We had just received a $200 electric bill for the month of July. I was trying to avoid another one.
“You’re ridiculous. There is no hot air coming in.”
Insert eye roll, as I can literally feel the hot air wafting in. This is exactly the type of argument I was trying to avoid, but instead of continuing to push it, I shut my mouth. (And braced for another high electric bill.) I chalked up my silence to the cost of getting along.
Relationships are constant negotiations, and it can feel like you’re having the same fight over and over. Often money is at the root of a disagreement. I decided the roughly $10 more a month I might be paying to acquiesce to my wife’s temperature preferences — however I disagreed — was worth it to avoid a fight. It made me wonder what sort of similar calculations other families might make.
So I asked regular people, therapists and financial planners what they spend money on to keep the peace in their homes.
The most common thing people were willing to spend on?
The cost of cleaning services from happy couples I spoke with across the country range anywhere from $50 to $400 a month, depending on location, frequency and other factors. “We used to pay for a cleaning lady once a week and we called it our ‘marriage saver.’ They just did the floors, wiped the surfaces, and cleaned the bathroom and kitchen once a week, but it was amazing,” said Rachel Hennessy, a wife and mother living in Florida. Erica Webster, who lives in Ottawa, said she pays $500 to have the driveway snowplowed and the walkway shoveled. “It’s worth every penny to not argue about who has to go out early and freeze before work,” she said.
“I pay $200 a month for cable,” said Mitch Gobetz, who works in business management and lives in Pennsylvania, even though he’d rather cut the cord and do streaming only. “I pay because [my wife] Audrey likes a lot of the channels we can’t get on streaming and the convenience of a solid DVR. It makes her happy. At the end of the day, with having five kids, if the shows she likes give her an escape, I’m all for it. We all could use an escape,” he said.
Another theme for how couples invested in keeping the peace centered on therapy. “My fiance and I both invest in individual therapy (roughly $500 a month). For me, I don’t want to dump everything on him and drain his energy, so I choose to pay a pretty penny to see a therapist. For him, he wants to learn to better manage anxiety, which benefits him individually and us as a couple,” relayed one friend who spoke on the condition of anonymity because of the stigma surrounding mental health treatment.

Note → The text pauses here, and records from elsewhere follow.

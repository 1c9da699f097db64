//! [`ReviewStore`] backed by a directory of JSON files.
//!
//! Layout:
//!
//! ```text
//! <dir>/businesses.json     { "<business id>": { name, description?, image?, gmb_url } }
//! <dir>/interactions.json   [ Interaction, ... ]
//! <dir>/submissions.json    [ FeedbackSubmission, ... ]
//! ```
//!
//! Businesses are read once at open. Log appends are read-modify-write of the
//! whole file, serialized behind a mutex and written via a temp file + rename.

use std::collections::HashMap;
use std::io::ErrorKind;
use std::path::{Path, PathBuf};

use async_trait::async_trait;
use chrono::Utc;
use reviewgate_core::feedback::ValidFeedback;
use reviewgate_core::types::{BusinessId, DbId};
use serde::de::DeserializeOwned;
use serde::Serialize;
use tokio::fs;
use tokio::sync::Mutex;

use crate::error::StoreError;
use crate::models::business::Business;
use crate::models::feedback::FeedbackSubmission;
use crate::models::interaction::{Interaction, NewInteraction};
use crate::store::ReviewStore;

pub const BUSINESSES_FILE: &str = "businesses.json";
pub const INTERACTIONS_FILE: &str = "interactions.json";
pub const SUBMISSIONS_FILE: &str = "submissions.json";

#[derive(Debug)]
pub struct JsonStore {
    dir: PathBuf,
    businesses: HashMap<BusinessId, Business>,
    write_lock: Mutex<()>,
}

impl JsonStore {
    /// Open (creating if needed) a data directory and load its businesses.
    ///
    /// A missing `businesses.json` yields an empty catalogue; a malformed one
    /// is an error.
    pub async fn open(dir: impl Into<PathBuf>) -> Result<Self, StoreError> {
        let dir = dir.into();
        fs::create_dir_all(&dir).await.map_err(|source| StoreError::Io {
            path: dir.clone(),
            source,
        })?;

        let businesses = load_businesses(&dir.join(BUSINESSES_FILE)).await?;
        tracing::info!(
            dir = %dir.display(),
            businesses = businesses.len(),
            "Opened JSON store",
        );

        Ok(Self {
            dir,
            businesses,
            write_lock: Mutex::new(()),
        })
    }

    /// Append one record to a log file, building it from the next sequence id.
    async fn append<T, F>(&self, file: &str, build: F) -> Result<T, StoreError>
    where
        T: Serialize + DeserializeOwned + Clone,
        F: FnOnce(DbId) -> T,
    {
        let path = self.dir.join(file);
        let _guard = self.write_lock.lock().await;

        let mut records: Vec<T> = read_log(&path).await?;
        let record = build(records.len() as DbId + 1);
        records.push(record.clone());
        write_log(&path, &records).await?;

        Ok(record)
    }

    async fn read<T: DeserializeOwned>(&self, file: &str) -> Result<Vec<T>, StoreError> {
        let _guard = self.write_lock.lock().await;
        read_log(&self.dir.join(file)).await
    }
}

#[async_trait]
impl ReviewStore for JsonStore {
    fn backend(&self) -> &'static str {
        "json"
    }

    async fn find_business(&self, id: &str) -> Result<Option<Business>, StoreError> {
        Ok(self.businesses.get(id).cloned())
    }

    async fn record_interaction(&self, input: &NewInteraction) -> Result<Interaction, StoreError> {
        self.append(INTERACTIONS_FILE, |id| Interaction {
            id,
            business_id: input.business_id.clone(),
            rating: i16::from(input.rating.value()),
            action: input.action.as_str().to_string(),
            timestamp: Utc::now(),
        })
        .await
    }

    async fn record_feedback(
        &self,
        input: &ValidFeedback,
    ) -> Result<FeedbackSubmission, StoreError> {
        self.append(SUBMISSIONS_FILE, |id| FeedbackSubmission {
            id,
            business_id: input.business_id.clone(),
            rating: i16::from(input.rating.value()),
            feedback: input.feedback.clone(),
            category: input.category.clone(),
            customer_name: input.customer_name.clone(),
            email: input.email.clone(),
            phone: input.phone.clone(),
            timestamp: Utc::now(),
        })
        .await
    }

    async fn list_interactions(
        &self,
        business_id: Option<&str>,
    ) -> Result<Vec<Interaction>, StoreError> {
        let mut records: Vec<Interaction> = self.read(INTERACTIONS_FILE).await?;
        if let Some(id) = business_id {
            records.retain(|r| r.business_id == id);
        }
        Ok(records)
    }

    async fn list_feedback(
        &self,
        business_id: Option<&str>,
    ) -> Result<Vec<FeedbackSubmission>, StoreError> {
        let mut records: Vec<FeedbackSubmission> = self.read(SUBMISSIONS_FILE).await?;
        if let Some(id) = business_id {
            records.retain(|r| r.business_id == id);
        }
        Ok(records)
    }

    async fn health_check(&self) -> Result<(), StoreError> {
        let meta = fs::metadata(&self.dir).await.map_err(|source| StoreError::Io {
            path: self.dir.clone(),
            source,
        })?;
        if meta.is_dir() {
            Ok(())
        } else {
            Err(StoreError::Io {
                path: self.dir.clone(),
                source: std::io::Error::other("data path is not a directory"),
            })
        }
    }
}

// ---------------------------------------------------------------------------
// File helpers
// ---------------------------------------------------------------------------

async fn load_businesses(path: &Path) -> Result<HashMap<BusinessId, Business>, StoreError> {
    let bytes = match fs::read(path).await {
        Ok(bytes) => bytes,
        Err(e) if e.kind() == ErrorKind::NotFound => {
            tracing::warn!(path = %path.display(), "No businesses file, starting with none");
            return Ok(HashMap::new());
        }
        Err(source) => {
            return Err(StoreError::Io {
                path: path.to_path_buf(),
                source,
            })
        }
    };

    let mut businesses: HashMap<BusinessId, Business> =
        serde_json::from_slice(&bytes).map_err(|source| StoreError::Json {
            path: path.to_path_buf(),
            source,
        })?;

    for (id, business) in businesses.iter_mut() {
        business.id = id.clone();
    }

    Ok(businesses)
}

/// Read a JSON array log. A missing file is an empty log.
async fn read_log<T: DeserializeOwned>(path: &Path) -> Result<Vec<T>, StoreError> {
    match fs::read(path).await {
        Ok(bytes) if bytes.iter().all(u8::is_ascii_whitespace) => Ok(Vec::new()),
        Ok(bytes) => serde_json::from_slice(&bytes).map_err(|source| StoreError::Json {
            path: path.to_path_buf(),
            source,
        }),
        Err(e) if e.kind() == ErrorKind::NotFound => Ok(Vec::new()),
        Err(source) => Err(StoreError::Io {
            path: path.to_path_buf(),
            source,
        }),
    }
}

async fn write_log<T: Serialize>(path: &Path, records: &[T]) -> Result<(), StoreError> {
    let json = serde_json::to_vec_pretty(records).map_err(|source| StoreError::Json {
        path: path.to_path_buf(),
        source,
    })?;

    let tmp = path.with_extension("json.tmp");
    let io_err = |source| StoreError::Io {
        path: path.to_path_buf(),
        source,
    };
    fs::write(&tmp, json).await.map_err(io_err)?;
    fs::rename(&tmp, path).await.map_err(io_err)?;
    Ok(())
}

Some couples invest in therapy together. “We are generally kind to what one another values even if it’s different,” says Jennifer Bowman-Frye. She and her wife spend $400 a month on couples therapy.
Name-brand or designer clothes
In addition to talk therapy, Bowman-Frye indulges $172 a month on retail therapy: She has a Rent the Runway subscription to fulfill her hankering for new clothes without busting the wallet. “It’s cheaper and easier than shopping and dry cleaning in San Francisco,” she said.
Johanna Goodman, from New York, has a shoe addiction that her wife turns a blind eye to because they both agree there are bigger things — breast cancer and menopause, to name a few — to worry about. “My shoe addiction equals happiness," she said.
Gobetz concedes to his wife’s television-viewing pleasures, but he also has his own indulgences. “I change phones all the time,” he said, citing that he’s spent $600 on three new phones so far this year. He also likes to collect electronics including iPads. “We work hard to have a nice life and be happy. Might as well spend the money on things we enjoy. Otherwise, what’s the point of working hard?” Gobetz added.
Just how much should you spend to keep the peace?
“Some money issues are a relationship killer; others are more manageable and are just not worth fighting over,” said David Rae, a financial planner and founder of DRM Wealth Management in Los Angeles. He suggests allocating about 5 percent of a couple’s household income to “keep the peace” money, meaning each person can spend 2.5 percent of their monthly budget any way they want without the other spouse getting mad.
Of course, 5 percent might feel unmanageable for households with tight budgets. The bottom line? “I see relationships as a ‘home’ — and just like any safe, reliable home, there can be costs in uptake and maintenance,” said Damon L. Jacobs, a therapist in New York. “Each couple will have their own give-and-take in terms of what gets prioritized monetarily, but ideally these negotiations will take place in a space of integrity, compassion and compromise.”